Almost overlooked in all the news about those two electric cars was another update to another Tesla product.
That would be the 2016 Tesla Model X, now available for configuration in all versions as of Monday.
But one detail about the Model X has changed since its introduction: the base battery pack now has 75 kilowatt-hours of capacity rather than 70 kwh.
Perhaps typically, the Silicon Valley carmaker announced the news yesterday via Twitter for those who hadn't used the configurator.
The EPA-rated range of the new base Model X, known as the 75D for its battery capacity and Dual-motor all-wheel drive, is now 237 miles, up from 220 miles for the 70D version.
And in line with the price increases of roughly $1,500 on every version of the Model S that were announced yesterday, the new base Model X rises $3,000, to a new base price of $83,000 (plus a $1,200 delivery fee).
No one will ever see a Model X 70D, however, because that version never actually went into production.

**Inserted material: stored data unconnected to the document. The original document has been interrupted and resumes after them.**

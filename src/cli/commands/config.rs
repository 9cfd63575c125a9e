//! Config command - show or initialize configuration

use crate::cli::args::{ConfigAction, ConfigArgs};
use crate::config::{Config, ConfigManager};
use crate::error::AssetCacheResult;
use crate::ui::{self, UiContext};

/// Execute the config command
pub async fn execute(args: ConfigArgs, manager: &ConfigManager) -> AssetCacheResult<()> {
    match args.action {
        None | Some(ConfigAction::Show) => show_config(manager).await?,
        Some(ConfigAction::Path) => show_path(manager),
        Some(ConfigAction::Init { force }) => init_config(manager, force).await?,
    }

    Ok(())
}

async fn show_config(manager: &ConfigManager) -> AssetCacheResult<()> {
    let config = manager.load().await?;
    println!("{}", toml::to_string_pretty(&config)?);
    Ok(())
}

fn show_path(manager: &ConfigManager) {
    println!("{}", manager.path().display());
}

async fn init_config(manager: &ConfigManager, force: bool) -> AssetCacheResult<()> {
    let ctx = UiContext::detect();
    let path = manager.path();

    if path.exists() && !force {
        ui::step_warn_hint(
            &ctx,
            &format!("Config already exists at {}", path.display()),
            "Use --force to overwrite",
        );
        return Ok(());
    }

    manager.save(&Config::default()).await?;

    ui::step_ok_detail(
        &ctx,
        "Configuration initialized",
        &path.display().to_string(),
    );

    Ok(())
}
//! Configuration schema for assetcache
//!
//! Configuration is read from `assetcache.toml` in the project root.

use crate::fingerprint::NamingTemplate;
use serde::{Deserialize, Serialize};
use std::collections::BTreeMap;
use std::path::PathBuf;

/// Root configuration structure
#[derive(Debug, Clone, Default, Serialize, Deserialize)]
#[serde(default)]
pub struct Config {
    /// General settings
    pub general: GeneralConfig,

    /// Build pipeline settings
    pub build: BuildConfig,

    /// Precompressed sibling settings
    pub compression: CompressionConfig,

    /// Auxiliary files copied into the output tree
    pub static_copy: Vec<StaticCopyEntry>,

    /// PWA manifest fields
    pub manifest: ManifestConfig,

    /// Precache list settings
    pub precache: PrecacheConfig,

    /// Cache store naming
    pub cache: CacheConfig,

    /// Background worker settings
    pub worker: WorkerConfig,

    /// Development-only settings
    pub dev: DevConfig,
}

/// General application settings
#[derive(Debug, Clone, Serialize, Deserialize)]
#[serde(default)]
pub struct GeneralConfig {
    /// Log format: "text" or "json"
    pub log_format: String,
}

impl Default for GeneralConfig {
    fn default() -> Self {
        Self {
            log_format: "text".to_string(),
        }
    }
}

/// Build settings
#[derive(Debug, Clone, Serialize, Deserialize)]
#[serde(default)]
pub struct BuildConfig {
    /// Directory holding the compiled source assets
    pub source_dir: PathBuf,

    /// Directory the output tree is written to
    pub out_dir: PathBuf,

    /// Output naming template
    pub naming: NamingTemplate,

    /// Number of hex characters kept from the content hash
    pub hash_length: usize,

    /// Remove the output directory before writing
    pub clean: bool,

    /// Entry script referenced by page layouts
    pub entry_script: String,

    /// Entry stylesheet referenced by page layouts
    pub entry_style: String,
}

impl Default for BuildConfig {
    fn default() -> Self {
        Self {
            source_dir: PathBuf::from("web/src"),
            out_dir: PathBuf::from("web/dist"),
            naming: NamingTemplate::Static,
            hash_length: 8,
            clean: true,
            entry_script: "scripts.js".to_string(),
            entry_style: "styles.css".to_string(),
        }
    }
}

/// Compression settings
#[derive(Debug, Clone, Serialize, Deserialize)]
#[serde(default)]
pub struct CompressionConfig {
    /// Emit `.gz` siblings
    pub gzip: bool,

    /// Emit `.br` siblings
    pub brotli: bool,

    /// Minimum size in bytes before a file is compressed
    pub threshold: usize,

    /// File extensions eligible for compression
    pub extensions: Vec<String>,
}

impl Default for CompressionConfig {
    fn default() -> Self {
        Self {
            gzip: true,
            brotli: true,
            threshold: 0,
            extensions: ["html", "xml", "css", "json", "js", "mjs", "svg", "yaml", "yml", "toml"]
                .iter()
                .map(|s| s.to_string())
                .collect(),
        }
    }
}

/// A single static copy instruction
#[derive(Debug, Clone, PartialEq, Eq, Serialize, Deserialize)]
pub struct StaticCopyEntry {
    /// File or directory to copy (relative to the project root)
    pub from: PathBuf,

    /// Destination prefix inside the output tree
    pub to: String,
}

/// PWA manifest configuration
#[derive(Debug, Clone, Serialize, Deserialize)]
#[serde(default)]
pub struct ManifestConfig {
    /// Application name shown by the install prompt
    pub name: String,

    /// Short name for launchers
    pub short_name: String,

    /// Human-readable description
    pub description: String,

    /// Theme color
    pub theme_color: String,

    /// Splash background color
    pub background_color: String,

    /// Start URL
    pub start_url: String,

    /// Display mode
    pub display: String,

    /// Icon set
    pub icons: Vec<IconConfig>,
}

impl Default for ManifestConfig {
    fn default() -> Self {
        Self {
            name: "App".to_string(),
            short_name: "App".to_string(),
            description: String::new(),
            theme_color: "#ffffff".to_string(),
            background_color: "#ffffff".to_string(),
            start_url: "/".to_string(),
            display: "standalone".to_string(),
            icons: vec![
                IconConfig {
                    src: "/icons/icon-192x192.png".to_string(),
                    sizes: "192x192".to_string(),
                    mime_type: "image/png".to_string(),
                },
                IconConfig {
                    src: "/icons/icon-512x512.png".to_string(),
                    sizes: "512x512".to_string(),
                    mime_type: "image/png".to_string(),
                },
            ],
        }
    }
}

/// A manifest icon
#[derive(Debug, Clone, PartialEq, Eq, Serialize, Deserialize)]
pub struct IconConfig {
    /// Icon URL
    pub src: String,

    /// Icon sizes (e.g. "192x192")
    pub sizes: String,

    /// MIME type
    #[serde(rename = "type")]
    pub mime_type: String,
}

/// Precache configuration
#[derive(Debug, Clone, Serialize, Deserialize)]
#[serde(default)]
pub struct PrecacheConfig {
    /// Glob patterns matched against the finalized output tree
    pub globs: Vec<String>,

    /// Literal URLs appended after the globbed ones
    pub extra_urls: Vec<String>,
}

impl Default for PrecacheConfig {
    fn default() -> Self {
        Self {
            globs: vec!["**/*.{js,css,html,ico}".to_string()],
            extra_urls: vec![],
        }
    }
}

/// Cache store naming
#[derive(Debug, Clone, Serialize, Deserialize)]
#[serde(default)]
pub struct CacheConfig {
    /// Store name prefix; changing it invalidates every previous generation
    pub name: String,

    /// Fixed version tag (derived from content when unset)
    pub version: Option<String>,
}

impl Default for CacheConfig {
    fn default() -> Self {
        Self {
            name: "app-cache".to_string(),
            version: None,
        }
    }
}

/// Background worker configuration
#[derive(Debug, Clone, Serialize, Deserialize)]
#[serde(default)]
pub struct WorkerConfig {
    /// Origin precache and passthrough requests are fetched from
    pub origin: String,

    /// Worker scope path
    pub scope: String,

    /// Worker script URL passed to registration
    pub script_url: String,

    /// Cache storage directory (defaults to the state dir)
    pub storage_dir: Option<PathBuf>,

    /// Per-request timeout in seconds
    pub timeout_secs: u64,

    /// Serve requests from the build output directory instead of the network
    pub offline_dir: Option<PathBuf>,
}

impl Default for WorkerConfig {
    fn default() -> Self {
        Self {
            origin: "http://localhost:8080".to_string(),
            scope: "/".to_string(),
            script_url: "/sw.js".to_string(),
            storage_dir: None,
            timeout_secs: 30,
            offline_dir: None,
        }
    }
}

/// Development-only configuration
#[derive(Debug, Clone, Serialize, Deserialize)]
#[serde(default)]
pub struct DevConfig {
    /// Dev server serving unbundled assets
    pub server: String,

    /// Path prefixes forwarded to a local backend
    pub proxy: BTreeMap<String, String>,
}

impl Default for DevConfig {
    fn default() -> Self {
        let mut proxy = BTreeMap::new();
        proxy.insert("/r".to_string(), "http://localhost:8080".to_string());
        Self {
            server: "http://127.0.0.1:5173".to_string(),
            proxy,
        }
    }
}

#[cfg(test)]
mod tests {
    use super::*;

    #[test]
    fn default_config_serializes() {
        let config = Config::default();
        let toml = toml::to_string_pretty(&config).unwrap();
        assert!(toml.contains("[build]"));
        assert!(toml.contains("[cache]"));
    }

    #[test]
    fn config_deserializes_empty() {
        let config: Config = toml::from_str("").unwrap();
        assert_eq!(config.cache.name, "app-cache");
        assert_eq!(config.build.naming, NamingTemplate::Static);
        assert!(config.static_copy.is_empty());
    }

    #[test]
    fn config_deserializes_partial() {
        let toml = r#"
            [build]
            naming = "hashed"

            [[static_copy]]
            from = "node_modules/simple-icons/icons"
            to = "icons/sh"

            [manifest]
            name = "TSDProxy"
            short_name = "TSDProxy"

            [[manifest.icons]]
            src = "/icons/icon-192x192.png"
            sizes = "192x192"
            type = "image/png"
        "#;
        let config: Config = toml::from_str(toml).unwrap();
        assert_eq!(config.build.naming, NamingTemplate::Hashed);
        assert_eq!(config.build.hash_length, 8); // default preserved
        assert_eq!(config.static_copy[0].to, "icons/sh");
        assert_eq!(config.manifest.icons.len(), 1);
        assert_eq!(config.manifest.icons[0].mime_type, "image/png");
        assert_eq!(config.manifest.theme_color, "#ffffff");
    }
}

"We never built or delivered any Model X with 70 kWh packs," Tesla spokesperson Alexis Georgeson confirmed to Green Car Reports this morning.
2016 Tesla Model X
"We made the decision to add additional energy to the base Model X before production began," she said, "since it's a larger car."

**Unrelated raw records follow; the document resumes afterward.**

//! Routes command - show dev server proxy routes

use crate::cli::args::RoutesArgs;
use crate::config::Config;
use crate::devproxy::ProxyRoutes;
use crate::error::AssetCacheResult;
use crate::ui::{self, UiContext};

/// Execute the routes command
pub async fn execute(args: RoutesArgs, config: &Config) -> AssetCacheResult<()> {
    let ctx = UiContext::detect();
    let routes = ProxyRoutes::from_config(&config.dev)?;

    if let Some(path) = args.path {
        match routes.resolve(&path) {
            Some(target) => println!("{} -> {}", path, target),
            None => println!("{} -> {} (dev server)", path, config.dev.server),
        }
        return Ok(());
    }

    if routes.routes().is_empty() {
        ui::step_info(&ctx, "No proxy routes configured");
        return Ok(());
    }

    for route in routes.routes() {
        ui::key_value(&ctx, &route.prefix, route.target.as_str());
    }
    ui::remark(&ctx, &format!("Everything else: {}", config.dev.server));

    Ok(())
}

Why? "We always want owners to have ample range in our base vehicles. "
Tesla Motors customarily starts production of a new model with the most expensive, most heavily-optioned versions, so Model Xes built thus far have been either the 90D or P90D (performance version) with the larger 90-kwh battery.

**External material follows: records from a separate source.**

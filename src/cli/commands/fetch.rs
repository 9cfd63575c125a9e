//! Fetch command - request URLs through the worker like a page would

use crate::bootstrap::{self, LocalWorkerContainer, RegistrationOutcome, WorkerContainer};
use crate::cli::args::FetchArgs;
use crate::config::Config;
use crate::error::{AssetCacheError, AssetCacheResult};
use crate::ui::{self, UiContext};
use crate::worker::{self, format_bytes, FetchOutcome, Request};
use console::style;
use std::io::Write;
use std::path::Path;
use tracing::debug;

/// Execute the fetch command
pub async fn execute(args: FetchArgs, config: &Config, root: &Path) -> AssetCacheResult<()> {
    let ctx = UiContext::detect();
    let context = worker::context_from_config(config, root, args.from_dir.as_deref()).await?;
    let scope = context.scope.clone();
    let container = LocalWorkerContainer::new(context);

    let runtime: Option<&dyn WorkerContainer> = if args.no_worker {
        None
    } else {
        Some(&container)
    };

    match bootstrap::register(runtime, &config.worker.script_url, &config.worker.scope).await {
        RegistrationOutcome::Registered(registration) => {
            debug!("Worker {}", registration.state);
            if let Some(reason) = registration.install_error {
                ui::step_warn_hint(&ctx, "Worker not controlling requests", &reason);
            }
        }
        RegistrationOutcome::Unsupported => {
            ui::step_info(&ctx, "No worker registered, requests go to the network");
        }
        RegistrationOutcome::Failed(reason) => {
            ui::step_warn_hint(&ctx, "Worker registration failed", &reason);
        }
    }

    let mut failures = 0;
    for url in &args.urls {
        let request = Request::resolve(&scope, url)?;
        match container.fetch(request).await {
            Ok(outcome) if args.body => write_body(&outcome)?,
            Ok(outcome) => print_summary(url, &outcome),
            Err(e) => {
                ui::step_error_detail(&ctx, url, &e.to_string());
                failures += 1;
            }
        }
    }

    if failures > 0 {
        return Err(AssetCacheError::User(format!(
            "{} of {} request(s) failed",
            failures,
            args.urls.len()
        )));
    }
    Ok(())
}

fn print_summary(url: &str, outcome: &FetchOutcome) {
    let status = outcome.response.status;
    let status = if outcome.response.is_ok() {
        style(status).green()
    } else {
        style(status).yellow()
    };
    println!(
        "{} {:<8} {} ({})",
        status,
        outcome.source.to_string(),
        url,
        format_bytes(outcome.response.body.len() as u64)
    );
}

fn write_body(outcome: &FetchOutcome) -> AssetCacheResult<()> {
    let mut stdout = std::io::stdout().lock();
    stdout
        .write_all(&outcome.response.body)
        .and_then(|_| stdout.flush())
        .map_err(|e| AssetCacheError::io("writing response body", e))
}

In due course, buyers who specify the 75D variant will have their vehicles scheduled for production too. Tesla says deliveries should start in June.
2016 Tesla Model X owned by Ron Merkord, March 2016 [photo: David Noland]
Meanwhile, the 2016 Model X 70D will join the 2012 Model S 40 in the lineup of Tesla vehicles that never actually made it into production.
(The very small number of 40-kwh Model S cars delivered to buyers who had ordered them were actually fitted with the 60-kwh battery pack and a software patch to limit its range to that of a 40-kwh version.)